Notes
The Bible’s internal chronology is not always clear, but can be determined with a reasonable degree of certainty. However, this does come with five major caveats.
First, the ages of some of the patriarchs differs in alternate text traditions (e.g. the Masoretic and Samaritan versions say Adam was 130 when his son Seth was born, while the LXX says 230). A likely vorlage can be reconstructed by comparing where these differences occur, and recognizing the method each tradition used when making their changes. However, reconstructing this vorlage results in the absurdity of Methushelah and Lamech both surviving the flood (a hint that the flood narrative is probably one of the last parts added to this section of Genesis).
Second, the inclusion of approximate dates for ancient kingdoms does not follow the Bible’s chronology, but external evidence. This results in a similar contradiction as above, that the Egyptian kingdom existed before the flood.

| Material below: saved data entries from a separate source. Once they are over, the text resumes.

#[cfg(test)]
mod tests {
    use super::*;

    const KIB: DeviceSize = 1 << 10;
    const MIB: DeviceSize = 1 << 20;

    fn ctx(size: DeviceSize, alignment: DeviceSize) -> AllocationContext {
        AllocationContext {
            current_frame: 0,
            frame_in_use_count: 0,
            granularity: 1,
            size,
            alignment,
            kind: SuballocationKind::Buffer,
            upper_address: false,
            can_make_other_lost: false,
            strategy: AllocationStrategy::BestFit,
        }
    }

    fn pinned_owner() -> Arc<AllocationState> {
        Arc::new(AllocationState::new(0, false))
    }

    fn evictable_owner(last_use: u32) -> Arc<AllocationState> {
        Arc::new(AllocationState::new(last_use, true))
    }

    fn alloc(
        metadata: &mut GenericMetadata,
        ctx: &AllocationContext,
        owner: &Arc<AllocationState>,
    ) -> (DeviceSize, usize) {
        let request = metadata.create_allocation_request(ctx).unwrap();
        assert!(request.items_to_make_lost == 0);
        let token = metadata.alloc(&request, ctx.kind, ctx.size, owner);
        assert!(metadata.validate());

        (request.offset, token)
    }

    #[test]
    fn first_allocation_at_zero() {
        let mut metadata = GenericMetadata::new(MIB);
        let owner = pinned_owner();

        let (offset, _) = alloc(&mut metadata, &ctx(64 * KIB, 256), &owner);

        assert!(offset == 0);
        assert!(metadata.sum_free_size() == MIB - 64 * KIB);
        assert!(metadata.allocation_count() == 1);
        // The remainder is a single run.
        assert!(metadata.unused_range_size_max() == MIB - 64 * KIB);
    }

    #[test]
    fn free_does_not_merge_into_neighbors_still_allocated() {
        let mut metadata = GenericMetadata::new(MIB);
        let owner = pinned_owner();

        let (offset_a, token_a) = alloc(&mut metadata, &ctx(100 * KIB, 1), &owner);
        let (offset_b, _) = alloc(&mut metadata, &ctx(50 * KIB, 1), &owner);
        assert!(offset_b == 100 * KIB);

        metadata.free(offset_a, token_a);
        assert!(metadata.validate());

        // A's run stays separate from the tail; B sits between them.
        assert!(metadata.sum_free_size() == MIB - 50 * KIB);
        assert!(metadata.unused_range_size_max() == MIB - 150 * KIB);
        assert!(metadata.free_by_size.len() == 2);
    }

    #[test]
    fn alloc_free_round_trip_restores_layout() {
        let mut metadata = GenericMetadata::new(MIB);
        let owner = pinned_owner();

        let (_, token_a) = alloc(&mut metadata, &ctx(100 * KIB, 1), &owner);
        let (offset_b, token_b) = alloc(&mut metadata, &ctx(50 * KIB, 64), &owner);
        let (_, token_c) = alloc(&mut metadata, &ctx(10 * KIB, 1), &owner);

        metadata.free(offset_b, token_b);
        assert!(metadata.validate());
        metadata.free(0, token_a);
        assert!(metadata.validate());
        metadata.free(150 * KIB, token_c);
        assert!(metadata.validate());

        assert!(metadata.is_empty());
        assert!(metadata.sum_free_size() == MIB);
        assert!(metadata.unused_range_size_max() == MIB);
    }

    #[test]
    fn alignment_is_respected() {
        let mut metadata = GenericMetadata::new(MIB);
        let owner = pinned_owner();

        let (_, _) = alloc(&mut metadata, &ctx(10, 1), &owner);
        let (offset, _) = alloc(&mut metadata, &ctx(100, 256), &owner);

        assert!(offset == 256);
    }

    #[test]
    fn best_fit_picks_smallest_sufficient_run() {
        let mut metadata = GenericMetadata::new(MIB);
        let owner = pinned_owner();

        // Carve [gap 100K][a][gap 30K][b][tail].
        let (ga, ta) = alloc(&mut metadata, &ctx(100 * KIB, 1), &owner);
        let (_, _) = alloc(&mut metadata, &ctx(KIB, 1), &owner);
        let (gb, tb) = alloc(&mut metadata, &ctx(30 * KIB, 1), &owner);
        let (_, _) = alloc(&mut metadata, &ctx(KIB, 1), &owner);
        metadata.free(ga, ta);
        metadata.free(gb, tb);
        assert!(metadata.validate());

        let (offset, _) = alloc(&mut metadata, &ctx(20 * KIB, 1), &owner);

        // The 30K gap wins over the 100K gap and the tail.
        assert!(offset == gb);
    }

    #[test]
    fn worst_fit_picks_largest_run() {
        let mut metadata = GenericMetadata::new(MIB);
        let owner = pinned_owner();

        let (ga, ta) = alloc(&mut metadata, &ctx(100 * KIB, 1), &owner);
        let (_, _) = alloc(&mut metadata, &ctx(KIB, 1), &owner);
        metadata.free(ga, ta);

        let mut worst = ctx(20 * KIB, 1);
        worst.strategy = AllocationStrategy::WorstFit;
        let (offset, _) = alloc(&mut metadata, &worst, &owner);

        // The tail run is the largest.
        assert!(offset == 101 * KIB);
    }

    #[test]
    fn min_offset_packs_toward_start() {
        let mut metadata = GenericMetadata::new(MIB);
        let owner = pinned_owner();

        let (ga, ta) = alloc(&mut metadata, &ctx(100 * KIB, 1), &owner);
        let (_, _) = alloc(&mut metadata, &ctx(KIB, 1), &owner);
        metadata.free(ga, ta);

        let mut min_offset = ctx(20 * KIB, 1);
        min_offset.strategy = AllocationStrategy::MinOffset;
        let (offset, _) = alloc(&mut metadata, &min_offset, &owner);

        assert!(offset == 0);
    }

    #[test]
    fn no_fit_returns_none() {
        let metadata = GenericMetadata::new(MIB);

        assert!(metadata.create_allocation_request(&ctx(2 * MIB, 1)).is_none());
    }

    #[test]
    fn fragmented_space_is_not_summed() {
        let mut metadata = GenericMetadata::new(300 * KIB);
        let owner = pinned_owner();

        // [gap 100K][a 100K][tail 100K]: 200K free total, no 150K run.
        let (ga, ta) = alloc(&mut metadata, &ctx(100 * KIB, 1), &owner);
        let (_, _) = alloc(&mut metadata, &ctx(100 * KIB, 1), &owner);
        metadata.free(ga, ta);

        assert!(metadata.sum_free_size() == 200 * KIB);
        assert!(metadata
            .create_allocation_request(&ctx(150 * KIB, 1))
            .is_none());
    }

    #[test]
    fn granularity_conflict_pushes_to_next_page() {
        let mut metadata = GenericMetadata::new(MIB);
        let owner = pinned_owner();

        let mut buffer = ctx(100, 1);
        buffer.granularity = KIB;
        buffer.kind = SuballocationKind::Buffer;
        let (offset, _) = alloc(&mut metadata, &buffer, &owner);
        assert!(offset == 0);

        let mut image = ctx(100, 1);
        image.granularity = KIB;
        image.kind = SuballocationKind::ImageOptimal;
        let (offset, _) = alloc(&mut metadata, &image, &owner);

        // Conflicting kind on the same page gets pushed to the next one.
        assert!(offset == KIB);

        // A compatible kind packs right behind the first.
        let mut buffer2 = ctx(100, 1);
        buffer2.granularity = KIB;
        buffer2.kind = SuballocationKind::Buffer;
        let (offset, _) = alloc(&mut metadata, &buffer2, &owner);
        assert!(offset == 100);
    }

    #[test]
    fn eviction_request_counts_stale_allocations() {
        let mut metadata = GenericMetadata::new(300);
        let stale = evictable_owner(0);

        let mut full = ctx(300, 1);
        full.can_make_other_lost = false;
        let (_, _) = alloc(&mut metadata, &full, &stale);
        assert!(metadata.sum_free_size() == 0);

        // Without eviction there is no room at all.
        assert!(metadata.create_allocation_request(&ctx(100, 1)).is_none());

        let mut evicting = ctx(100, 1);
        evicting.can_make_other_lost = true;
        evicting.current_frame = 10;
        evicting.frame_in_use_count = 2;
        let mut request = metadata.create_allocation_request(&evicting).unwrap();

        assert!(request.items_to_make_lost == 1);
        assert!(request.sum_item_size == 300);

        let (ok, bytes) = metadata.make_requested_allocations_lost(10, 2, &mut request);
        assert!(ok);
        assert!(bytes == 300);
        assert!(stale.is_lost());
        assert!(metadata.validate());

        let token = metadata.alloc(&request, evicting.kind, evicting.size, &pinned_owner());
        assert!(metadata.validate());
        assert!(metadata.allocation_count() == 1);
        metadata.free(request.offset, token);
        assert!(metadata.is_empty());
    }

    #[test]
    fn eviction_respects_frame_window() {
        let mut metadata = GenericMetadata::new(300);
        let recent = evictable_owner(9);

        let mut full = ctx(300, 1);
        let (_, _) = alloc(&mut metadata, &full, &recent);

        full.can_make_other_lost = true;
        full.current_frame = 10;
        full.frame_in_use_count = 2;
        // 9 + 2 >= 10: still in flight.
        assert!(metadata.create_allocation_request(&full).is_none());

        full.current_frame = 12;
        // 9 + 2 < 12: fair game.
        assert!(metadata.create_allocation_request(&full).is_some());
    }

    #[test]
    fn eviction_spares_runs_the_alignment_skips() {
        let mut metadata = GenericMetadata::new(2048);
        let pinned = pinned_owner();
        let skipped = evictable_owner(0);
        let host = evictable_owner(0);

        let (_, _) = alloc(&mut metadata, &ctx(64, 1), &pinned);
        let (skipped_offset, _) = alloc(&mut metadata, &ctx(64, 1), &skipped);
        let (_, _) = alloc(&mut metadata, &ctx(1920, 1), &host);
        assert!(skipped_offset == 64);
        assert!(metadata.sum_free_size() == 0);

        // The aligned offset lands past the second run entirely, so only
        // the third needs to go.
        let mut evicting = ctx(512, 1024);
        evicting.can_make_other_lost = true;
        evicting.current_frame = 10;
        evicting.frame_in_use_count = 2;
        evicting.strategy = AllocationStrategy::FirstFit;

        let mut request = metadata.create_allocation_request(&evicting).unwrap();
        assert!(request.offset == 1024);
        assert!(request.items_to_make_lost == 1);
        assert!(request.sum_item_size == 1920);

        let (ok, bytes) = metadata.make_requested_allocations_lost(10, 2, &mut request);
        assert!(ok);
        assert!(bytes == 1920);
        assert!(!skipped.is_lost());
        assert!(host.is_lost());
        assert!(metadata.validate());

        let token = metadata.alloc(&request, evicting.kind, evicting.size, &pinned_owner());
        assert!(metadata.validate());
        metadata.free(request.offset, token);
    }

    #[test]
    fn make_requested_lost_aborts_on_touch_race() {
        let mut metadata = GenericMetadata::new(300);
        let stale = evictable_owner(0);

        let mut full = ctx(300, 1);
        let (_, _) = alloc(&mut metadata, &full, &stale);

        full.can_make_other_lost = true;
        full.current_frame = 10;
        full.frame_in_use_count = 2;
        let mut request = metadata.create_allocation_request(&full).unwrap();

        // The owner gets touched between search and commit.
        assert!(stale.touch(10));

        let (ok, bytes) = metadata.make_requested_allocations_lost(10, 2, &mut request);
        assert!(!ok);
        assert!(bytes == 0);
        assert!(!stale.is_lost());
        assert!(metadata.validate());
    }

    #[test]
    fn sweep_retires_only_stale_allocations() {
        let mut metadata = GenericMetadata::new(MIB);
        let stale = evictable_owner(0);
        let recent = evictable_owner(9);
        let pinned = pinned_owner();

        let (_, _) = alloc(&mut metadata, &ctx(100, 1), &stale);
        let (_, _) = alloc(&mut metadata, &ctx(200, 1), &recent);
        let (_, _) = alloc(&mut metadata, &ctx(300, 1), &pinned);

        let (count, bytes) = metadata.make_allocations_lost(10, 2);

        assert!(count == 1);
        assert!(bytes == 100);
        assert!(stale.is_lost());
        assert!(!recent.is_lost());
        assert!(metadata.validate());
        assert!(metadata.allocation_count() == 2);
    }

    #[test]
    fn small_gaps_stay_out_of_the_index() {
        let mut metadata = GenericMetadata::new(MIB);
        let owner = pinned_owner();

        // Free a gap smaller than the registration threshold.
        let (ga, ta) = alloc(&mut metadata, &ctx(MIN_FREE_SIZE_TO_REGISTER - 1, 1), &owner);
        let (_, _) = alloc(&mut metadata, &ctx(KIB, 1), &owner);
        metadata.free(ga, ta);
        assert!(metadata.validate());

        // Only the tail run is registered; the gap is still counted free.
        assert!(metadata.free_by_size.len() == 1);
        assert!(metadata.free_count == 2);
        assert!(metadata.sum_free_size() == MIB - KIB);
    }
}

Third, the declaration in Genesis that Abraham’s descendants will be enslaved for four centuries is irreconcilable with the lifespans given for the patriarchs. There are only two generations between Levi and Moses (the enslavement happened in the first generation after Levi), and even if we strain and allow each man to wait until his final year of life to father his son, the amount of time that passes still comes up short by several decades. Scribes recognized this problem and tried to fix it by modifying the declaration of the four hundred year enslavement so that it included the years of Abraham, Isaac, and Jacob living in Canaan. (The modifications they made differ in the alternate text traditions.) The timeline below does not follow this, despite the genealogical incoherence.
Fourth, Solomon is stated to have begun building the temple in his fourth year as king, which was four hundred eighty years after the exodus took place (1 Kings 6.1). When he is supposed to have ruled can be dated with good accuracy, but the result is this means the Hebrews escaped their enslavement about a century and a half before the city of Pi-Rameses was constructed, which the Hebrews supposedly built while they were enslaved (Exo 1.11). This is another irreconcilable contradiction, with one biblical tradition placing the exodus in the mid fifteenth century, and another in the late thirteenth century.
Fifth, the rules of the kings of Judah and Israel is fairly easy to reconstruct, with a few exceptions where educated guessed had to be made. Some historical events and foreign rulers mentioned in biblical and parabiblical sources have been dated, and act as anchor points. In the time when both the Israelite and Judean kingdoms existed, the beginning of one kingdom’s regency was dated to a certain year of the other kingdom’s regent (e.g. Jehoram became king of Israel in the eighteenth year of Jehoshaphat king of Judah). This detail shows that Judah, and sometimes Israel, practiced co-regencies, in which the king’s successor (typically his son) would begin his rule while his father was still alive. The overlap is several years in some cases. Another small difficulty is how each kingdom calculated the ‘first’ year of a king, either counting the entire year when he began his rule even if it happened very late on the calendar, or waiting to count the following year as their first.